======== Data extract
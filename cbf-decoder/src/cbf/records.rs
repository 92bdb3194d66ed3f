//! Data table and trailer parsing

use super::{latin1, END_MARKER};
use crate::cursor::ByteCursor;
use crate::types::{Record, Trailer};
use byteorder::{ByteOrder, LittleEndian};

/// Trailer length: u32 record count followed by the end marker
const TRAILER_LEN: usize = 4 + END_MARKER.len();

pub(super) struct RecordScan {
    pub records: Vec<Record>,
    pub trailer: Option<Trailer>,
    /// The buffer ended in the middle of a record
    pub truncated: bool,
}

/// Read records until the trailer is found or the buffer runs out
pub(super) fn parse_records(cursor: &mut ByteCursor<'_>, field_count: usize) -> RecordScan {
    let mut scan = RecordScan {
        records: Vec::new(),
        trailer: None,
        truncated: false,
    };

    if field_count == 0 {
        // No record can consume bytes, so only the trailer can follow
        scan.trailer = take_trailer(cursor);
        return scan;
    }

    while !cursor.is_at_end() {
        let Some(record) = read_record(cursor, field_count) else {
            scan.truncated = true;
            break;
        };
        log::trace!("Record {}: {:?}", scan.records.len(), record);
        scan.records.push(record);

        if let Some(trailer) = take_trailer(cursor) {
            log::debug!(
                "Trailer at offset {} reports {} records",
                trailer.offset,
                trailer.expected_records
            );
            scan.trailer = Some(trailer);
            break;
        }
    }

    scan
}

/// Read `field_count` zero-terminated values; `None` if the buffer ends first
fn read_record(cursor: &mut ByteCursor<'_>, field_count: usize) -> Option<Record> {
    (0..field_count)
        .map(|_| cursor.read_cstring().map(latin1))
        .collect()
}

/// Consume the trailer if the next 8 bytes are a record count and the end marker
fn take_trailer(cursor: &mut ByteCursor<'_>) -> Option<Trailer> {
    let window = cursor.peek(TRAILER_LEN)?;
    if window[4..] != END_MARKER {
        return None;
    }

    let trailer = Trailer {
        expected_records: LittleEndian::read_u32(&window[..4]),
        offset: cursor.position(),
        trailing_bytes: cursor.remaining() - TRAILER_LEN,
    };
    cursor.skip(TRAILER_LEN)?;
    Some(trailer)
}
================
======== Data extract
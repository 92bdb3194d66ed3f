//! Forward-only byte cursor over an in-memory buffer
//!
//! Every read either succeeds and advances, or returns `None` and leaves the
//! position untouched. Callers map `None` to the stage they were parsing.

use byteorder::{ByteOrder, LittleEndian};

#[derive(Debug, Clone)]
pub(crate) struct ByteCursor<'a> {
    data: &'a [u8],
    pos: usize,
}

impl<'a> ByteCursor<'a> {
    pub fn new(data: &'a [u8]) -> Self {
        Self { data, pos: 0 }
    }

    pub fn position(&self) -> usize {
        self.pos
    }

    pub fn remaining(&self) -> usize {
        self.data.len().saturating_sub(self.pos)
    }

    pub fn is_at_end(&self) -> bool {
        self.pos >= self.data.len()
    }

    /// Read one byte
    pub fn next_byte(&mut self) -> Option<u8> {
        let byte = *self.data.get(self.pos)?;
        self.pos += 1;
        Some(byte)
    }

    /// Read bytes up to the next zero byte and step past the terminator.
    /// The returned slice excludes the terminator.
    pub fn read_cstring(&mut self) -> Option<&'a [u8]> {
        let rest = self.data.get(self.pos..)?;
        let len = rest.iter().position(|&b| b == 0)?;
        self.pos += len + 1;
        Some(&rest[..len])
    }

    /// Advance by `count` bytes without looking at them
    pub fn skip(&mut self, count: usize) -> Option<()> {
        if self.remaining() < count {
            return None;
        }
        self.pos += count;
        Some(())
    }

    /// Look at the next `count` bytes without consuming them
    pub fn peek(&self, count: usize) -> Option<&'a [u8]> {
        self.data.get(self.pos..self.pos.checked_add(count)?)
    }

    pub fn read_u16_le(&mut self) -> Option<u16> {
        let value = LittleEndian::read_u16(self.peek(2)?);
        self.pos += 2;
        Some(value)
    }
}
================
======== Data extract
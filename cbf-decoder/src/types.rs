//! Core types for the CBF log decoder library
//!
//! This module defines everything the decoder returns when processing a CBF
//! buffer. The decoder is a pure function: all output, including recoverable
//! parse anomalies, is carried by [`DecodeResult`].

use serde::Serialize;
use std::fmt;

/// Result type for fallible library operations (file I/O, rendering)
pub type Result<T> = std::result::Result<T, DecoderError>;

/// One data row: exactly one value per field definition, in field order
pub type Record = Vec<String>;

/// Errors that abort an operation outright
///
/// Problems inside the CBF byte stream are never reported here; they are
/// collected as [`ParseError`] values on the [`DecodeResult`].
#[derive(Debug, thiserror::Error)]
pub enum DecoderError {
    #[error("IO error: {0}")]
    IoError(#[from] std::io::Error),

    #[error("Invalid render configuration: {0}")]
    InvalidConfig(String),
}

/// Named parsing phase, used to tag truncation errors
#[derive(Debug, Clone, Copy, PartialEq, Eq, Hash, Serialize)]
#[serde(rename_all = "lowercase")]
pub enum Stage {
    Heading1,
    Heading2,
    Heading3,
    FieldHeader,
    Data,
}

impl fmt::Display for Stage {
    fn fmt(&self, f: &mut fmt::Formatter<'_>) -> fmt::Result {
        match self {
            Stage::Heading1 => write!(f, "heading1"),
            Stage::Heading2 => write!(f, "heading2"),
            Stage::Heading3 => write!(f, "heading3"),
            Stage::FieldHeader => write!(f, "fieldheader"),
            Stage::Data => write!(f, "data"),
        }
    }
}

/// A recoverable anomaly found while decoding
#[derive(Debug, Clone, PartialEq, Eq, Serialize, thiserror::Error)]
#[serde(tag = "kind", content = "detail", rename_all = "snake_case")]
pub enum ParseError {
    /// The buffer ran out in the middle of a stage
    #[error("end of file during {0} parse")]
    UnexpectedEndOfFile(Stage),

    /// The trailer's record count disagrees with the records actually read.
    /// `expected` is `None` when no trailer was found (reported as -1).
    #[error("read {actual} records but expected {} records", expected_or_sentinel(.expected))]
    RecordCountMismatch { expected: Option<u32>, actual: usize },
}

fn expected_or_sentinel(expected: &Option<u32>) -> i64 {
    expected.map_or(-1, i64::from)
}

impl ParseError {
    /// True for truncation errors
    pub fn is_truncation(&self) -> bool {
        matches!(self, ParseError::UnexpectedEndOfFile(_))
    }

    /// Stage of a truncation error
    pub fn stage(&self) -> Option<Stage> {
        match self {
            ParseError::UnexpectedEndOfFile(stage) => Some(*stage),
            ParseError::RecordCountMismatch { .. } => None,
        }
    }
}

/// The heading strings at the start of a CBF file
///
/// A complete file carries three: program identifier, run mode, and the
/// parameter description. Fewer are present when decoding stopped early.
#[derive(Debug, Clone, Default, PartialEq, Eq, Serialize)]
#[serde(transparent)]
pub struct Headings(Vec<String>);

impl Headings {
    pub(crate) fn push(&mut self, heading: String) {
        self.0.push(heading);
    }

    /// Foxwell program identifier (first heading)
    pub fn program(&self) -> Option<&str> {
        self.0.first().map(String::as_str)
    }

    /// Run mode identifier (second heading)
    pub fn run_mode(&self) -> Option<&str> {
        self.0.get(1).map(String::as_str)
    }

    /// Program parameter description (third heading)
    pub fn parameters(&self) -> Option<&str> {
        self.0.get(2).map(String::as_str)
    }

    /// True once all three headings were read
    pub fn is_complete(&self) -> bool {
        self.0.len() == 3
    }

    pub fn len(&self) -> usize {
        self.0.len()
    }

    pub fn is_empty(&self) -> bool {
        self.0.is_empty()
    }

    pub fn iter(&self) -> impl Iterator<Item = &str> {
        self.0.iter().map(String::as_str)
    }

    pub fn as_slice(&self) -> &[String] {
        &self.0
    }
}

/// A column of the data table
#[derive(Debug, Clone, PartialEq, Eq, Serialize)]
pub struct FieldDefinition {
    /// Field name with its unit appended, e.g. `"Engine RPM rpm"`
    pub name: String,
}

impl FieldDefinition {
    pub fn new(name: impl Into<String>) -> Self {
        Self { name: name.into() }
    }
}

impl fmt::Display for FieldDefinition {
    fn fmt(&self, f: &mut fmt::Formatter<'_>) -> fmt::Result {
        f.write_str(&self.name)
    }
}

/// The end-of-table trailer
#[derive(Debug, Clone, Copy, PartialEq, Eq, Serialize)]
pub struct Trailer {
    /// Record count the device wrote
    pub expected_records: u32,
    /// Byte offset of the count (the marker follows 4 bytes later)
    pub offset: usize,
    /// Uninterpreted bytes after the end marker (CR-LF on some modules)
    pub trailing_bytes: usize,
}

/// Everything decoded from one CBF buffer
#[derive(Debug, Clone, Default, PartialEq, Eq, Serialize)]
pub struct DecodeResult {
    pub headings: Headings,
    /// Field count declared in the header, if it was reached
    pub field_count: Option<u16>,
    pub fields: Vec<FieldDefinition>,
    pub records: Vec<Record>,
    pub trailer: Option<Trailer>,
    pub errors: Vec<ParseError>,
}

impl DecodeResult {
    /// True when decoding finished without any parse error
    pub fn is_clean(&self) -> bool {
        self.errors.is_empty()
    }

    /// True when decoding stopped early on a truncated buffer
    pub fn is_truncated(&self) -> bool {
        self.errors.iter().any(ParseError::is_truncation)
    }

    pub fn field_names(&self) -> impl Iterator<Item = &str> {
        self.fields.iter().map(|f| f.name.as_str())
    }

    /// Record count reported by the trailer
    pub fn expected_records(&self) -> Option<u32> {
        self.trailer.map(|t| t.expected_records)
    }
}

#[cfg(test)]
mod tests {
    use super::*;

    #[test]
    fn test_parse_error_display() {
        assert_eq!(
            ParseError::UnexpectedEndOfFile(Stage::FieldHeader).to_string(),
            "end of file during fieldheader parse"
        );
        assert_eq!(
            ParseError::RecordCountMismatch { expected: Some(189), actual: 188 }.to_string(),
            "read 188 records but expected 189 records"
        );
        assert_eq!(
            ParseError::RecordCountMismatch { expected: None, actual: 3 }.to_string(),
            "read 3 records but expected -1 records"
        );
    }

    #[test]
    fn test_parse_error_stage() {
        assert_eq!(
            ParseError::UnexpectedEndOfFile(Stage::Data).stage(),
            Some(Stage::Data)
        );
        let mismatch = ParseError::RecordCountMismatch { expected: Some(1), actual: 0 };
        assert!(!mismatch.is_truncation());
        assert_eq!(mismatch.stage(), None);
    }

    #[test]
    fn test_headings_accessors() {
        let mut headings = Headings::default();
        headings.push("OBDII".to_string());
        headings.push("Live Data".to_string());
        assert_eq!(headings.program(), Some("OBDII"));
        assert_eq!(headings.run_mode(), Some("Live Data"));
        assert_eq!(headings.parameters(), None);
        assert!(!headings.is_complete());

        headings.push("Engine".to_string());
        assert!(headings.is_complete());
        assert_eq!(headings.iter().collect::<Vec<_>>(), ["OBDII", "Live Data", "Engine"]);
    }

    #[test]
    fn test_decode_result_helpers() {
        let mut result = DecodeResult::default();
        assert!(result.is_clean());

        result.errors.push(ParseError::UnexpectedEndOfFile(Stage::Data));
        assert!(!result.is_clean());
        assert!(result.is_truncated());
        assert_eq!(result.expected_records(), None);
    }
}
================
__What you are asked to do__
Across the entries above, how many lines contain "them"? Provide only the count.

__Written solution__
2